Meth: The Secret To A Productive Economy
The Tribune had an article from the L.A. Times: "Once a party drug, meth moves into the workplace." Apparently, while I was using sleep deprivation to cope with my job, others switched from cocaine and No-Doz to meth.

Here's an interesting tidbit: "It is popular with workers in overachieving, highly productive economies such as those in Japan and South Korea." It sounds like Bush should be promoting meth labs to jump start the economy!

#1 B.S. statistic in this story: "Although there are no government or private statistics on meth use in the workplace, a major national survey in 2002 found that an estimated 77% of people who use drugs of any type are employed." This is so meaningless that I am disgusted that an editor let this eat up a column-inch of newsprint, even with the disclaimer in front. I guess I'm glad to hear that only 23% of drug users rely on mugging people like me to support their habits, but it has nothing to do with whether people use the stuff at work. That's like saying, "We don't know how many people work in their homes, but 77% of homeowners are employed."

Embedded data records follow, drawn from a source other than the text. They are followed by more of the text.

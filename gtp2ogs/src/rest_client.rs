//! The REST client for challenge accept/decline and friend request accept.
//! Named as an out-of-scope external collaborator by the purpose
//! statement; kept thin, wired against `reqwest` like the rest of this
//! crate's ambient stack.

use protocol::wire::{ChallengeDeclineRequest, FriendInvitationRequest};

use crate::error::Error;

pub struct RestClient {
    http: reqwest::Client,
    base_url: String,
    apikey: String,
}

impl RestClient {
    pub fn new(base_url: String, apikey: String) -> Self {
        Self { http: reqwest::Client::new(), base_url, apikey }
    }

    fn url(&self, path: &str) -> String {
        format!("{}/{}", self.base_url.trim_end_matches('/'), path)
    }

    pub async fn accept_challenge(&self, challenge_id: u64) -> Result<(), Error> {
        self.http
            .post(self.url(&format!("me/challenges/{challenge_id}/accept")))
            .header("authorization", format!("Bearer {}", self.apikey))
            .json(&serde_json::json!({}))
            .send()
            .await?
            .error_for_status()?;
        Ok(())
    }

    pub async fn decline_challenge(&self, challenge_id: u64, decline: &ChallengeDeclineRequest) -> Result<(), Error> {
        self.http
            .post(self.url(&format!("me/challenges/{challenge_id}")))
            .header("authorization", format!("Bearer {}", self.apikey))
            .json(decline)
            .send()
            .await?
            .error_for_status()?;
        Ok(())
    }

    pub async fn accept_friend_request(&self, from_user: u64) -> Result<(), Error> {
        self.http
            .post(self.url("me/friends/invitations"))
            .header("authorization", format!("Bearer {}", self.apikey))
            .json(&FriendInvitationRequest { from_user })
            .send()
            .await?
            .error_for_status()?;
        Ok(())
    }
}
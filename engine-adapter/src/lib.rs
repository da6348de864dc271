//! One live GTP engine process, and the pure clock-translation logic that
//! feeds it time-setup commands. This crate has no notion of games, pools,
//! or the server it ultimately serves; it only knows how to drive a single
//! spawned process and speak GTP correctly to it.

pub mod adapter;
pub mod capabilities;
pub mod clock_translator;
pub mod error;
pub mod framing;
pub mod state;

pub use adapter::{ChatChannel, EngineProcessAdapter, StderrEvent, Transport};
pub use capabilities::EngineCapabilityProfile;
pub use clock_translator::{ClockColor, ClockSnapshot, PlayerClock};
pub use error::Error;
pub use state::EpaState;
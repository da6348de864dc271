//! The stable, wire-visible rejection vocabulary the Admission Policy
//! produces and the REST client sends back on `me/challenges/{id}`.

use serde::{Deserialize, Serialize};

/// One entry per code in the rejection code set. Serializes to the exact
/// snake_case strings listed in the protocol, so the counterpart client can
/// match on them without a translation table.
#[derive(Debug, Clone, Copy, PartialEq, Eq, Serialize, Deserialize)]
#[serde(rename_all = "snake_case")]
pub enum RejectionCode {
    Blacklisted,
    BoardSizeNotSquare,
    BoardSizeNotAllowed,
    HandicapNotAllowed,
    UnrankedNotAllowed,
    BlitzNotAllowed,
    TooManyBlitzGames,
    LiveNotAllowed,
    TooManyLiveGames,
    CorrespondenceNotAllowed,
    TooManyCorrespondenceGames,
    TimeControlSystemNotAllowed,
    TimeIncrementOutOfRange,
    PeriodTimeOutOfRange,
    PeriodsOutOfRange,
    MainTimeOutOfRange,
    PerMoveTimeOutOfRange,
}

impl RejectionCode {
    /// A short human-readable message for the `message` field that
    /// accompanies the machine-readable code. Kept terse; the counterpart
    /// client is expected to localize from `code`, not parse this.
    pub fn message(self) -> &'static str {
        match self {
            RejectionCode::Blacklisted => "This bot has blacklisted you.",
            RejectionCode::BoardSizeNotSquare => "Board must be square.",
            RejectionCode::BoardSizeNotAllowed => "This board size is not allowed.",
            RejectionCode::HandicapNotAllowed => "Handicap games are not allowed.",
            RejectionCode::UnrankedNotAllowed => "Unranked games are not allowed.",
            RejectionCode::BlitzNotAllowed => "Blitz games are not allowed.",
            RejectionCode::TooManyBlitzGames => "Too many blitz games in progress.",
            RejectionCode::LiveNotAllowed => "Live games are not allowed.",
            RejectionCode::TooManyLiveGames => "Too many live games in progress.",
            RejectionCode::CorrespondenceNotAllowed => "Correspondence games are not allowed.",
            RejectionCode::TooManyCorrespondenceGames => {
                "Too many correspondence games in progress."
            }
            RejectionCode::TimeControlSystemNotAllowed => "This time control is not allowed.",
            RejectionCode::TimeIncrementOutOfRange => "Time increment is out of range.",
            RejectionCode::PeriodTimeOutOfRange => "Period time is out of range.",
            RejectionCode::PeriodsOutOfRange => "Number of periods is out of range.",
            RejectionCode::MainTimeOutOfRange => "Main time is out of range.",
            RejectionCode::PerMoveTimeOutOfRange => "Per-move time is out of range.",
        }
    }
}

/// The `details` object that accompanies a rejection code: enough to
/// reconstruct exactly which observed value violated which configured
/// range or limit.
#[derive(Debug, Clone, PartialEq, Serialize, Deserialize)]
#[serde(untagged)]
pub enum RejectionDetails {
    BoardSize {
        width: u32,
        height: u32,
    },
    Range {
        observed: f64,
        range: [f64; 2],
    },
    Count {
        observed: u32,
        limit: u32,
    },
    None {},
}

Wal-Mart sponsored a study in their home county in Arkansas that found that "meth use cost area employers $21 million last year — about $42,000 per affected worker — in higher absenteeism and health costs." Maybe if Wal-Mart paid their employees more, they would be able to buy better drugs that didn't cause as many problems. Or maybe those employees wouldn't feel that their lives were so miserable that they needed drugs to escape them.

I do not mean to make light of the meth problem. Unlike other drugs, this one has hit even small town America pretty hard, and illicit meth labs have caused who-knows-how-many explosions, sometimes in apartment buildings with lots of innocent victims. It has become established enough in our culture over the last decade to pop up in songs by Bruce Springsteen and James McMurtry (three times on one album!), among others. On the other hand, it is hard to read an article like this, then look around the office and imagine a bunch of my co-workers speeding on meth.